- _Stored data_

++++++

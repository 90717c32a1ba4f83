//! Zero-copy request-response.
//!
//! A client loans a request, sends it to every active server and keeps a
//! [`PendingResponse`] through which any number of responses stream back.
//! Each server sees the request as an [`ActiveRequest`] and answers by
//! loaning and sending responses into the request's channel.

pub mod active_request;
pub mod client;
pub(crate) mod layout;
pub mod pending_response;
pub mod port_factory;
pub mod request_mut;
pub mod response;
pub mod response_mut;
pub mod server;
mod static_config;

pub use active_request::ActiveRequest;
pub use client::{Client, ClientBuilder, ClientCreateError, RequestSendError};
pub use pending_response::PendingResponse;
pub use port_factory::{DynamicConfig, PortFactory};
pub use request_mut::{RequestMut, RequestMutUninit};
pub use response::Response;
pub use response_mut::{ResponseMut, ResponseMutUninit};
pub use server::{Server, ServerBuilder, ServerCreateError};
pub use static_config::StaticConfig;

use crate::service::builder::{ensure_overflow, ensure_supported, open_or_create};
use crate::service::{
    PatternConfig, ServiceBuilder, ServiceCreateError, ServiceOpenError, ServiceOpenOrCreateError,
    TypeDetail,
};
use std::fmt;
use std::marker::PhantomData;

/// Creates or opens a request-response service.
pub struct Builder<Req, Res> {
    base: ServiceBuilder,
    max_clients: Option<usize>,
    max_servers: Option<usize>,
    max_active_requests_per_client: Option<usize>,
    max_response_buffer_size: Option<usize>,
    max_borrowed_responses_per_pending_response: Option<usize>,
    max_loaned_requests: Option<usize>,
    server_max_loaned_responses: Option<usize>,
    enable_safe_overflow_for_requests: Option<bool>,
    enable_safe_overflow_for_responses: Option<bool>,
    _types: PhantomData<fn() -> (Req, Res)>,
}

impl<Req, Res> fmt::Debug for Builder<Req, Res> {
    fn fmt(&self, f: &mut fmt::Formatter<'_>) -> fmt::Result {
        f.debug_struct("request_response::Builder")
            .field("base", &self.base)
            .field("request", &std::any::type_name::<Req>())
            .field("response", &std::any::type_name::<Res>())
            .finish_non_exhaustive()
    }
}

impl<Req: Copy + 'static, Res: Copy + 'static> Builder<Req, Res> {
    pub(crate) fn new(base: ServiceBuilder) -> Self {
        Self {
            base,
            max_clients: None,
            max_servers: None,
            max_active_requests_per_client: None,
            max_response_buffer_size: None,
            max_borrowed_responses_per_pending_response: None,
            max_loaned_requests: None,
            server_max_loaned_responses: None,
            enable_safe_overflow_for_requests: None,
            enable_safe_overflow_for_responses: None,
            _types: PhantomData,
        }
    }

    pub fn max_clients(mut self, value: usize) -> Self {
        self.max_clients = Some(value);
        self
    }

    pub fn max_servers(mut self, value: usize) -> Self {
        self.max_servers = Some(value);
        self
    }

    /// Requests a client may have in flight at the same time.
    pub fn max_active_requests_per_client(mut self, value: usize) -> Self {
        self.max_active_requests_per_client = Some(value);
        self
    }

    /// Responses queued per pending request before overflow or back pressure.
    pub fn max_response_buffer_size(mut self, value: usize) -> Self {
        self.max_response_buffer_size = Some(value);
        self
    }

    pub fn max_borrowed_responses_per_pending_response(mut self, value: usize) -> Self {
        self.max_borrowed_responses_per_pending_response = Some(value);
        self
    }

    pub fn max_loaned_requests(mut self, value: usize) -> Self {
        self.max_loaned_requests = Some(value);
        self
    }

    pub fn server_max_loaned_responses(mut self, value: usize) -> Self {
        self.server_max_loaned_responses = Some(value);
        self
    }

    pub fn enable_safe_overflow_for_requests(mut self, value: bool) -> Self {
        self.enable_safe_overflow_for_requests = Some(value);
        self
    }

    pub fn enable_safe_overflow_for_responses(mut self, value: bool) -> Self {
        self.enable_safe_overflow_for_responses = Some(value);
        self
    }

    fn static_config(&self) -> StaticConfig {
        let mut d = self.base.node().config().defaults.request_response.clone();
        d.max_clients = self.max_clients.unwrap_or(d.max_clients);
        d.max_servers = self.max_servers.unwrap_or(d.max_servers);
        d.max_active_requests_per_client = self
            .max_active_requests_per_client
            .unwrap_or(d.max_active_requests_per_client);
        d.max_response_buffer_size = self
            .max_response_buffer_size
            .unwrap_or(d.max_response_buffer_size);
        d.max_borrowed_responses_per_pending_response = self
            .max_borrowed_responses_per_pending_response
            .unwrap_or(d.max_borrowed_responses_per_pending_response);
        d.max_loaned_requests = self.max_loaned_requests.unwrap_or(d.max_loaned_requests);
        d.server_max_loaned_responses = self
            .server_max_loaned_responses
            .unwrap_or(d.server_max_loaned_responses);
        d.enable_safe_overflow_for_requests = self
            .enable_safe_overflow_for_requests
            .unwrap_or(d.enable_safe_overflow_for_requests);
        d.enable_safe_overflow_for_responses = self
            .enable_safe_overflow_for_responses
            .unwrap_or(d.enable_safe_overflow_for_responses);

        StaticConfig::from_defaults(&d, TypeDetail::of::<Req>(), TypeDetail::of::<Res>())
    }

    pub fn create(self) -> Result<PortFactory<Req, Res>, ServiceCreateError> {
        self.try_create()
    }

    pub fn open(self) -> Result<PortFactory<Req, Res>, ServiceOpenError> {
        self.try_open()
    }

    pub fn open_or_create(self) -> Result<PortFactory<Req, Res>, ServiceOpenOrCreateError> {
        open_or_create(|| self.try_open(), || self.try_create())
    }

    fn try_create(&self) -> Result<PortFactory<Req, Res>, ServiceCreateError> {
        let config = self.static_config();
        let state = self.base.create_state(PatternConfig::RequestResponse(config))?;
        let layout = state
            .layout()
            .request_response()
            .ok_or(ServiceCreateError::InternalFailure)?;
        Ok(PortFactory::new(state, config, layout))
    }

    fn try_open(&self) -> Result<PortFactory<Req, Res>, ServiceOpenError> {
        let (state, config) = self.base.open_state(
            |config| match config {
                PatternConfig::RequestResponse(c) => Some(*c),
                _ => None,
            },
            |existing| self.verify(existing),
        )?;
        let layout = state
            .layout()
            .request_response()
            .ok_or(ServiceOpenError::ServiceInCorruptedState)?;
        Ok(PortFactory::new(state, config, layout))
    }

    fn verify(&self, existing: &StaticConfig) -> Result<(), ServiceOpenError> {
        if *existing.request_type() != TypeDetail::of::<Req>()
            || *existing.response_type() != TypeDetail::of::<Res>()
        {
            return Err(ServiceOpenError::IncompatibleTypes);
        }

        ensure_supported(
            self.max_clients,
            existing.max_clients(),
            ServiceOpenError::DoesNotSupportRequestedAmountOfClients,
        )?;
        ensure_supported(
            self.max_servers,
            existing.max_servers(),
            ServiceOpenError::DoesNotSupportRequestedAmountOfServers,
        )?;
        ensure_supported(
            self.max_active_requests_per_client,
            existing.max_active_requests_per_client(),
            ServiceOpenError::DoesNotSupportRequestedAmountOfActiveRequestsPerClient,
        )?;
        ensure_supported(
            self.max_response_buffer_size,
            existing.max_response_buffer_size(),
            ServiceOpenError::DoesNotSupportRequestedResponseBufferSize,
        )?;
        ensure_supported(
            self.max_borrowed_responses_per_pending_response,
            existing.max_borrowed_responses_per_pending_response(),
            ServiceOpenError::DoesNotSupportRequestedAmountOfBorrowedResponsesPerPendingResponse,
        )?;
        ensure_supported(
            self.max_loaned_requests,
            existing.max_loaned_requests(),
            ServiceOpenError::DoesNotSupportRequestedAmountOfLoanedRequests,
        )?;
        ensure_supported(
            self.server_max_loaned_responses,
            existing.server_max_loaned_responses(),
            ServiceOpenError::DoesNotSupportRequestedAmountOfLoanedResponses,
        )?;
        ensure_overflow(
            self.enable_safe_overflow_for_requests,
            existing.has_safe_overflow_for_requests(),
        )?;
        ensure_overflow(
            self.enable_safe_overflow_for_responses,
            existing.has_safe_overflow_for_responses(),
        )
    }
}
use basalt_ipc::prelude::*;
use basalt_perf::BenchNode;
use criterion::{BenchmarkId, Criterion, Throughput, black_box, criterion_group, criterion_main};

fn bench_loan_send_receive(c: &mut Criterion) {
    let fixture = BenchNode::new();
    let service = fixture
        .node
        .service_builder(&BenchNode::service_name("crit-pubsub"))
        .publish_subscribe::<u64>()
        .subscriber_max_buffer_size(16)
        .create()
        .expect("failed to create service");
    let subscriber = service.subscriber_builder().create().expect("subscriber");
    let publisher = service.publisher_builder().create().expect("publisher");

    let mut group = c.benchmark_group("publish_subscribe");
    group.throughput(Throughput::Elements(1));

    group.bench_function("loan_uninit + drop", |b| {
        b.iter(|| black_box(publisher.loan_uninit().expect("loan")));
    });

    group.bench_function("send_copy (no receive)", |b| {
        b.iter(|| publisher.send_copy(black_box(1)).expect("send"));
    });
    while subscriber.receive().expect("receive").is_some() {}

    group.bench_function("round_trip", |b| {
        b.iter(|| {
            let sample = publisher.loan_uninit().expect("loan").write_payload(black_box(9));
            sample.send().expect("send");
            black_box(subscriber.receive().expect("receive").map(|s| s[0]));
        });
    });

    group.bench_function("receive (empty)", |b| {
        b.iter(|| black_box(subscriber.receive().expect("receive").is_none()));
    });

    group.finish();
}

fn bench_slice_lengths(c: &mut Criterion) {
    const MAX: usize = 4096;
    let fixture = BenchNode::new();
    let service = fixture
        .node
        .service_builder(&BenchNode::service_name("crit-slices"))
        .publish_subscribe::<u8>()
        .max_slice_len(MAX)
        .create()
        .expect("failed to create service");
    let subscriber = service.subscriber_builder().create().expect("subscriber");
    let publisher = service.publisher_builder().create().expect("publisher");
    let data = vec![0xa5u8; MAX];

    let mut group = c.benchmark_group("publish_subscribe_slice");
    for &len in &[8usize, 64, 512, 4096] {
        group.throughput(Throughput::Bytes(len as u64));
        group.bench_with_input(BenchmarkId::from_parameter(len), &len, |b, &len| {
            b.iter(|| {
                publisher.send_slice_copy(black_box(&data[..len])).expect("send");
                black_box(subscriber.receive().expect("receive").map(|s| s.len()));
            });
        });
    }
    group.finish();
}

criterion_group!(benches, bench_loan_send_receive, bench_slice_lengths);
criterion_main!(benches);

++++++

- _EXERCISE DETAILS_
Across the data, pull every line containing the string "field".

- _EXERCISE RESPONSE_
            .field("base", &self.base)
            .field("request", &std::any::type_name::<Req>())
            .field("response", &std::any::type_name::<Res>())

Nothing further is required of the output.